Action item. Please restate, exactly as written, the lines running from the beginning of the material through the line that has "Validates that this" in it.

Task inputs.
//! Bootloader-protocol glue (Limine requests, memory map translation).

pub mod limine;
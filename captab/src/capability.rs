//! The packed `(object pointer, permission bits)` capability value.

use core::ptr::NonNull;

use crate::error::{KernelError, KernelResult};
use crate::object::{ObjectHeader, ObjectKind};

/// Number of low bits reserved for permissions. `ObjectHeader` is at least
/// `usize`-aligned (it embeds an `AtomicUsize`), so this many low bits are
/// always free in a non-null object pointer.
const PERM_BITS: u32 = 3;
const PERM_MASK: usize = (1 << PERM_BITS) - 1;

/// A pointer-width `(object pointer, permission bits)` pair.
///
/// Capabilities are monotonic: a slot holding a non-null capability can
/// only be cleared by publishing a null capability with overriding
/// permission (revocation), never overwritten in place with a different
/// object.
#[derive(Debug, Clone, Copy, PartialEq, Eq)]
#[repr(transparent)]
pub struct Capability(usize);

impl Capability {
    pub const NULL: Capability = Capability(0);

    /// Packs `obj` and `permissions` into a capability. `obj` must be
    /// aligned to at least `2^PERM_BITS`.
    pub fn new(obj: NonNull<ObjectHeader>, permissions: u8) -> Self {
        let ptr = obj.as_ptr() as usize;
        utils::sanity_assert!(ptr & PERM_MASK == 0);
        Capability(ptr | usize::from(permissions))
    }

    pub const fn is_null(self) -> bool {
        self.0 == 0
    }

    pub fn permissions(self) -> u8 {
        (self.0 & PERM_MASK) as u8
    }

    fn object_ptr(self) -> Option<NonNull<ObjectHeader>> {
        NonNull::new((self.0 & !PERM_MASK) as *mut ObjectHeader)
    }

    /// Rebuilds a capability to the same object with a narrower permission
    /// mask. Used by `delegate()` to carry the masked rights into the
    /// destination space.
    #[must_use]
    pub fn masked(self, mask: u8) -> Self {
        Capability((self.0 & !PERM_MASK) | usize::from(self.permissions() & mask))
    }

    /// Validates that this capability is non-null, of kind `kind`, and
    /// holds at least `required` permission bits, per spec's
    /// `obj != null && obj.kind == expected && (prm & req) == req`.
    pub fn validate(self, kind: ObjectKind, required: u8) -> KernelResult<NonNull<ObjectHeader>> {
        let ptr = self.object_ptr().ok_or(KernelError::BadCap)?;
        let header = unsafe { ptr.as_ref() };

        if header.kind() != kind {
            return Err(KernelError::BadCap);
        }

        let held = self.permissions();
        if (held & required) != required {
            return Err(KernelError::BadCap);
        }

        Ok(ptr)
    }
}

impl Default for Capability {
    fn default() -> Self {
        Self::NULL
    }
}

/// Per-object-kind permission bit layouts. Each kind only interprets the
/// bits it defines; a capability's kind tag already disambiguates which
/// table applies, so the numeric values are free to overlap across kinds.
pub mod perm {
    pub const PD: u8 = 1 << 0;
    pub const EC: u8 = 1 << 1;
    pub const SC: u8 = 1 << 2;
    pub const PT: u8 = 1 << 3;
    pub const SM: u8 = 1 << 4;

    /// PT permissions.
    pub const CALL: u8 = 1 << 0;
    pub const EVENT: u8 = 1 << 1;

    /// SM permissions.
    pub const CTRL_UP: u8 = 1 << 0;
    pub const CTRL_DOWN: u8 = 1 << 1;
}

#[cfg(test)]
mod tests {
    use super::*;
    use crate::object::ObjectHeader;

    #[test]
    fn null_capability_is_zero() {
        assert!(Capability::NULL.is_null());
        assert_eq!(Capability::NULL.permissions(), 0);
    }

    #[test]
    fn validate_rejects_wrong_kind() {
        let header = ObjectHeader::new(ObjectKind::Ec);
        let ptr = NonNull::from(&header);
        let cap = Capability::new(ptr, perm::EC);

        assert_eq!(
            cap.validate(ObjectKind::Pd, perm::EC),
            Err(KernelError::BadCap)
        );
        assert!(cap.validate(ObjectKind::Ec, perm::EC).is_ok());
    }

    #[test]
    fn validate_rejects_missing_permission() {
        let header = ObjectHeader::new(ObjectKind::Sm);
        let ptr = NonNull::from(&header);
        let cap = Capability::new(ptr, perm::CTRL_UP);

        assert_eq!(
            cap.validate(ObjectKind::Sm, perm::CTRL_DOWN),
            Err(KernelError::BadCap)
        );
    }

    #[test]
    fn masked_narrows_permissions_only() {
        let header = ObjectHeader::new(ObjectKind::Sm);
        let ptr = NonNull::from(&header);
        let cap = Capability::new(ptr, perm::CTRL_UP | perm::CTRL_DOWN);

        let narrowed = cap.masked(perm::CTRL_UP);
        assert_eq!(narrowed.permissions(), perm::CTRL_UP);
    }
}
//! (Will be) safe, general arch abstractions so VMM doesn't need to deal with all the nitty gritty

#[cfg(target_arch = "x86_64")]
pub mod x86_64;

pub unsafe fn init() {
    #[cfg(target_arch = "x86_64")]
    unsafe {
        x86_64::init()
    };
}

Output below.
//! Bootloader-protocol glue (Limine requests, memory map translation).

pub mod limine;
filename captab/src/capability.rs
//! The packed `(object pointer, permission bits)` capability value.

use core::ptr::NonNull;

use crate::error::{KernelError, KernelResult};
use crate::object::{ObjectHeader, ObjectKind};

/// Number of low bits reserved for permissions. `ObjectHeader` is at least
/// `usize`-aligned (it embeds an `AtomicUsize`), so this many low bits are
/// always free in a non-null object pointer.
const PERM_BITS: u32 = 3;
const PERM_MASK: usize = (1 << PERM_BITS) - 1;

/// A pointer-width `(object pointer, permission bits)` pair.
///
/// Capabilities are monotonic: a slot holding a non-null capability can
/// only be cleared by publishing a null capability with overriding
/// permission (revocation), never overwritten in place with a different
/// object.
#[derive(Debug, Clone, Copy, PartialEq, Eq)]
#[repr(transparent)]
pub struct Capability(usize);

impl Capability {
    pub const NULL: Capability = Capability(0);

    /// Packs `obj` and `permissions` into a capability. `obj` must be
    /// aligned to at least `2^PERM_BITS`.
    pub fn new(obj: NonNull<ObjectHeader>, permissions: u8) -> Self {
        let ptr = obj.as_ptr() as usize;
        utils::sanity_assert!(ptr & PERM_MASK == 0);
        Capability(ptr | usize::from(permissions))
    }

    pub const fn is_null(self) -> bool {
        self.0 == 0
    }

    pub fn permissions(self) -> u8 {
        (self.0 & PERM_MASK) as u8
    }

    fn object_ptr(self) -> Option<NonNull<ObjectHeader>> {
        NonNull::new((self.0 & !PERM_MASK) as *mut ObjectHeader)
    }

    /// Rebuilds a capability to the same object with a narrower permission
    /// mask. Used by `delegate()` to carry the masked rights into the
    /// destination space.
    #[must_use]
    pub fn masked(self, mask: u8) -> Self {
        Capability((self.0 & !PERM_MASK) | usize::from(self.permissions() & mask))
    }

    /// Validates that this capability is non-null, of kind `kind`, and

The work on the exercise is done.